Is the violent crime rate rising? Recent reports in Virginia and nationwide came to widely different results.
In a report released earlier this year, Virginia State Police said the number of violent crimes fell 2% in 2018. For the purposes of the report, violent crimes were defined as homicide, forcible sex offenses, robbery and aggravated assault. Homicides alone fell 14%. States vary widely in how they compile and report crime statistics, but many other states have reported similar drops.
However, a recent survey released by the U.S. Department of Justice points to a different conclusion. The Bureau of Justice Statistics’ National Crime Victimization Survey 2018 interviewed about 240,000 people, asking if they had been the victims of violent crime. The number of people answering in the affirmative was much higher than official crime reports would suggest. The discrepancy was so big that researchers said they believe less than half of all violent crimes are reported to the police.
The biggest difference researchers found was in the number of people reporting they had been the victims of sexual assault. The number in the 2018 report was nearly double the number from a year earlier, 1.4 per 1,000 respondents in 2017 and 2.7 in 2018. Researchers believe recent media attention on sexual harassment and sexual assault led people to feel free to disclose their experiences in a way they had not before.

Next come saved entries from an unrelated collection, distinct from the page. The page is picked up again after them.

// Copyright 2026 the Glint Authors
// SPDX-License-Identifier: Apache-2.0 OR MIT

//! Geometry reads from the live document.

use alloc::vec::Vec;

use kurbo::{Point, Rect, Size};
use web_sys::{Document, Element, HtmlElement, Window};

use glint_core::backend::Layout;
use glint_core::element::ElementId;
use glint_core::scroll::ScrollSnapshot;

/// [`Layout`] backed by `getBoundingClientRect()` and the window scroll
/// offset.
#[derive(Debug)]
pub(crate) struct WebLayout {
    window: Window,
    document: Document,
    elements: Vec<HtmlElement>,
}

impl WebLayout {
    pub(crate) fn new(window: Window, document: Document, elements: Vec<HtmlElement>) -> Self {
        Self {
            window,
            document,
            elements,
        }
    }

    /// The handle registered for `target`, if any.
    pub(crate) fn id_of(&self, target: &Element) -> Option<ElementId> {
        self.elements
            .iter()
            .position(|el| AsRef::<Element>::as_ref(el) == target)
            .and_then(|i| u32::try_from(i).ok())
            .map(ElementId::from_index)
    }

    /// Viewport size in CSS pixels.
    pub(crate) fn viewport(&self) -> Size {
        Size::new(
            number(self.window.inner_width()),
            number(self.window.inner_height()),
        )
    }

    /// Scroll state for the chrome and highlight passes.
    pub(crate) fn snapshot(&self) -> ScrollSnapshot {
        let document_height = self
            .document
            .document_element()
            .map_or(0.0, |root| f64::from(root.scroll_height()));
        ScrollSnapshot {
            scroll_y: self.scroll_y(),
            document_height,
            viewport_height: self.viewport().height,
        }
    }
}

impl Layout for WebLayout {
    fn client_rect(&self, element: ElementId) -> Option<Rect> {
        let r = self
            .elements
            .get(element.index() as usize)?
            .get_bounding_client_rect();
        Some(Rect::new(r.left(), r.top(), r.right(), r.bottom()))
    }

    fn scroll_y(&self) -> f64 {
        self.window.scroll_y().unwrap_or(0.0)
    }
}

/// A pointer position from integer client coordinates.
pub(crate) fn client_point(x: i32, y: i32) -> Point {
    Point::new(f64::from(x), f64::from(y))
}

fn number(value: Result<wasm_bindgen::JsValue, wasm_bindgen::JsValue>) -> f64 {
    value.ok().and_then(|v| v.as_f64()).unwrap_or(0.0)
}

Our criminal justice system is built on the idea that a jury of ordinary citizens can hear the evidence and arguments in a case and dispassionately, without bias, come to a unanimous decision that the accused is guilty beyond a shadow of a doubt. Unfortunately, juries can be influenced by a lot of other factors outside the courtroom. For instance, when people believe that the violent crime rate is rising, they may be more likely to return guilty verdicts against people who are accused of violent crimes. It’s important for the accused to have a skilled lawyer who can defend their rights and speak persuasively to a jury.